■ Records for the exercise
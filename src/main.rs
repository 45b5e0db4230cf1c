//! termguard: command safety gate for agent shells.
//!
//! Judges a shell command before an agent runs it and reports whether it
//! may run, needs confirmation, or is blocked. Never executes the command.

use std::io::Read;
use std::path::PathBuf;
use std::process::ExitCode;

use clap::{Args, Parser, Subcommand};
use serde::{Deserialize, Serialize};

use termguard::advisor::AdvisoryResult;
use termguard::config::PolicyConfig;
use termguard::eval::{PolicyEngine, ValidationDecision, Verdict};
use termguard::logging;

const EXIT_ERROR: u8 = 1;
const EXIT_BLOCKED: u8 = 2;
const EXIT_CONFIRM: u8 = 3;

// ─── CLI ─────────────────────────────────────────────

/// Command safety gate for agent shells.
#[derive(Parser, Debug)]
#[command(name = "termguard", version, about, long_about = None)]
#[command(after_help = "Exit codes (check): 0 allow, 2 block, 3 confirmation required, 1 error.")]
struct Cli {
    /// Policy file (TOML, or JSON for .json files) [env: TERMGUARD_CONFIG]
    #[arg(long, global = true, value_parser = expand_path)]
    config: Option<PathBuf>,

    /// Overlay merged onto the policy [env: TERMGUARD_OVERLAY]
    #[arg(long, global = true, value_parser = expand_path)]
    overlay: Option<PathBuf>,

    /// Print debug diagnostics on stderr
    #[arg(short, long, global = true)]
    verbose: bool,

    #[command(subcommand)]
    command: Command,
}

#[derive(Subcommand, Debug)]
enum Command {
    /// Read {"command", "working_dir", "safe_mode"} JSON on stdin, write the verdict as JSON
    Hook {
        #[command(flatten)]
        mode: ModeArgs,
    },

    /// Classify and validate a command
    Check {
        #[command(flatten)]
        mode: ModeArgs,

        /// Directory the command would run in
        #[arg(short = 'w', long)]
        working_dir: Option<String>,

        /// Print the verdict as JSON
        #[arg(long)]
        json: bool,

        /// The command to judge; everything from its first word on belongs to it
        #[arg(required = true, trailing_var_arg = true, allow_hyphen_values = true)]
        words: Vec<String>,
    },

    /// Report whether a path is protected
    Path { path: String },

    /// Print the effective policy or write the starter one
    Config {
        #[command(subcommand)]
        action: Option<ConfigAction>,
    },
}

#[derive(Subcommand, Debug, Clone, Copy, PartialEq, Eq)]
enum ConfigAction {
    /// Print the effective policy as TOML
    Show,
    /// Write the starter policy to the config path
    Reset,
}

/// Overrides the policy's default mode.
#[derive(Args, Debug, Clone, Copy)]
struct ModeArgs {
    /// Block critical commands
    #[arg(long, conflicts_with = "unsafe_mode")]
    safe: bool,

    /// Never block, only ask for confirmation
    #[arg(long = "unsafe")]
    unsafe_mode: bool,
}

impl ModeArgs {
    fn safe_mode(self) -> Option<bool> {
        match (self.safe, self.unsafe_mode) {
            (true, _) => Some(true),
            (_, true) => Some(false),
            _ => None,
        }
    }
}

#[derive(Deserialize)]
struct HookRequest {
    command: Option<String>,
    working_dir: Option<String>,
    safe_mode: Option<bool>,
}

#[derive(Serialize)]
struct Report<'a> {
    verdict: Verdict,
    decision: &'a ValidationDecision,
    #[serde(skip_serializing_if = "Option::is_none")]
    advisory: Option<AdvisoryResult>,
}

fn expand_path(raw: &str) -> Result<PathBuf, std::convert::Infallible> {
    Ok(PathBuf::from(shellexpand::tilde(raw).into_owned()))
}

fn env_path(var: &str) -> Option<PathBuf> {
    let raw = std::env::var(var).ok()?;
    expand_path(&raw).ok()
}

fn config_path(cli: &Cli) -> Option<PathBuf> {
    if let Some(p) = &cli.config {
        return Some(p.clone());
    }
    if let Some(p) = env_path("TERMGUARD_CONFIG") {
        return Some(p);
    }
    let home = std::env::var_os("HOME")?;
    Some(PathBuf::from(home).join(".config/termguard/config.toml"))
}

fn overlay_path(cli: &Cli) -> Option<PathBuf> {
    cli.overlay
        .clone()
        .or_else(|| env_path("TERMGUARD_OVERLAY"))
}

fn load_config(cli: &Cli) -> PolicyConfig {
    match config_path(cli) {
        Some(path) => PolicyConfig::load_with_overlay(&path, overlay_path(cli).as_deref()),
        None => {
            let mut config = PolicyConfig::fallback();
            if let Some(overlay) = overlay_path(cli) {
                config.load_overlay(&overlay);
            }
            config
        }
    }
}

// ─── Commands ────────────────────────────────────────

fn build_report<'a>(
    engine: &PolicyEngine,
    command: &str,
    decision: &'a ValidationDecision,
) -> Report<'a> {
    let verdict = decision.verdict();
    let advisory = (verdict != Verdict::Allow).then(|| engine.advise(command));
    Report {
        verdict,
        decision,
        advisory,
    }
}

fn record(engine: &PolicyEngine, command: &str, decision: &ValidationDecision) {
    if engine.config().safety_settings.log_decisions {
        logging::log_decision(command, decision);
    }
}

fn run_hook(engine: &PolicyEngine, mode: ModeArgs) -> ExitCode {
    let mut input = String::new();
    if let Err(e) = std::io::stdin().read_to_string(&mut input) {
        eprintln!("termguard: failed to read stdin: {e}");
        return ExitCode::from(EXIT_ERROR);
    }

    let request: HookRequest = match serde_json::from_str(&input) {
        Ok(v) => v,
        Err(e) => {
            eprintln!("termguard: JSON parse error: {e}");
            return ExitCode::from(EXIT_ERROR);
        }
    };

    let command = request.command.unwrap_or_default();
    let safe_mode = mode
        .safe_mode()
        .or(request.safe_mode)
        .unwrap_or(engine.config().safety_settings.default_mode.is_safe());
    let decision = engine.validate(&command, request.working_dir.as_deref(), safe_mode);
    record(engine, &command, &decision);

    match serde_json::to_string(&build_report(engine, &command, &decision)) {
        Ok(json) => {
            println!("{json}");
            ExitCode::SUCCESS
        }
        Err(e) => {
            eprintln!("termguard: cannot encode verdict: {e}");
            ExitCode::from(EXIT_ERROR)
        }
    }
}

fn join_command(words: &[String]) -> String {
    match words {
        [single] => single.clone(),
        _ => shlex::try_join(words.iter().map(String::as_str))
            .unwrap_or_else(|_| words.join(" ")),
    }
}

fn run_check(
    engine: &PolicyEngine,
    mode: ModeArgs,
    working_dir: Option<&str>,
    json: bool,
    words: &[String],
) -> ExitCode {
    let command = join_command(words);
    let safe_mode = mode
        .safe_mode()
        .unwrap_or(engine.config().safety_settings.default_mode.is_safe());
    if !safe_mode {
        eprintln!("termguard: safe mode disabled; critical commands will not be blocked");
    }

    let decision = engine.validate(&command, working_dir, safe_mode);
    record(engine, &command, &decision);
    let report = build_report(engine, &command, &decision);

    if json {
        match serde_json::to_string_pretty(&report) {
            Ok(json) => println!("{json}"),
            Err(e) => {
                eprintln!("termguard: cannot encode verdict: {e}");
                return ExitCode::from(EXIT_ERROR);
            }
        }
    } else {
        print_human(&report);
    }

    match report.verdict {
        Verdict::Allow => ExitCode::SUCCESS,
        Verdict::Confirm => ExitCode::from(EXIT_CONFIRM),
        Verdict::Block => ExitCode::from(EXIT_BLOCKED),
    }
}

fn print_human(report: &Report) {
    let risk = &report.decision.risk;
    println!("risk: {} - {}", risk.level.label(), risk.reason);
    for warning in &risk.warnings {
        println!("warning: {warning}");
    }
    println!("verdict: {}", report.verdict.label());

    let Some(advisory) = &report.advisory else {
        return;
    };
    match report.verdict {
        Verdict::Block => {
            if let Some(reason) = &report.decision.blocked_reason {
                println!("blocked: {reason}");
            }
            println!("suggested alternatives:");
            for alt in &advisory.alternatives {
                println!("  - {alt}");
            }
        }
        Verdict::Confirm => {
            if let Some(hint) = &advisory.backup_hint {
                println!("backup: {hint}");
            }
        }
        Verdict::Allow => {}
    }
}

fn run_path(engine: &PolicyEngine, path: &str) -> ExitCode {
    let yes_no = |b: bool| if b { "yes" } else { "no" };
    println!("protected directory: {}", yes_no(engine.is_protected(path)));
    println!(
        "protected extension: {}",
        yes_no(engine.has_protected_extension(path))
    );
    ExitCode::SUCCESS
}

fn run_config(engine: &PolicyEngine, cli: &Cli, action: ConfigAction) -> ExitCode {
    match action {
        ConfigAction::Show => match engine.config().to_toml_string() {
            Ok(text) => {
                if let Some(path) = config_path(cli) {
                    println!("# source: {}", path.display());
                }
                print!("{text}");
                ExitCode::SUCCESS
            }
            Err(e) => {
                eprintln!("termguard: cannot render config: {e}");
                ExitCode::from(EXIT_ERROR)
            }
        },
        ConfigAction::Reset => {
            let Some(path) = config_path(cli) else {
                eprintln!("termguard: no config path (set --config or HOME)");
                return ExitCode::from(EXIT_ERROR);
            };
            if let Some(dir) = path.parent()
                && let Err(e) = std::fs::create_dir_all(dir)
            {
                eprintln!("termguard: cannot create {}: {e}", dir.display());
                return ExitCode::from(EXIT_ERROR);
            }
            match std::fs::write(&path, PolicyConfig::recommended_source()) {
                Ok(()) => {
                    println!("wrote starter policy to {}", path.display());
                    ExitCode::SUCCESS
                }
                Err(e) => {
                    eprintln!("termguard: cannot write {}: {e}", path.display());
                    ExitCode::from(EXIT_ERROR)
                }
            }
        }
    }
}

// ─── Entry point ─────────────────────────────────────

fn main() -> ExitCode {
    let cli = match Cli::try_parse() {
        Ok(cli) => cli,
        Err(e) => {
            let _ = e.print();
            // Exit code 2 means "blocked", so usage errors report 1
            return if e.use_stderr() {
                ExitCode::from(EXIT_ERROR)
            } else {
                ExitCode::SUCCESS
            };
        }
    };

    // The decision file is only created once a record is written, and
    // records are only written when the policy enables them.
    let gates = matches!(cli.command, Command::Hook { .. } | Command::Check { .. });
    let decision_log = if gates {
        logging::default_decision_log()
    } else {
        None
    };
    logging::init(cli.verbose, decision_log.as_deref());

    let engine = PolicyEngine::new(load_config(&cli));

    match &cli.command {
        Command::Hook { mode } => run_hook(&engine, *mode),
        Command::Check {
            mode,
            working_dir,
            json,
            words,
        } => run_check(&engine, *mode, working_dir.as_deref(), *json, words),
        Command::Path { path } => run_path(&engine, path),
        Command::Config { action } => {
            run_config(&engine, &cli, action.unwrap_or(ConfigAction::Show))
        }
    }
}

// ─── Tests ───────────────────────────────────────────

■ Work request
Provide the count of lines holding the word "Show" in these entries, and no other words.

■ Written answer
3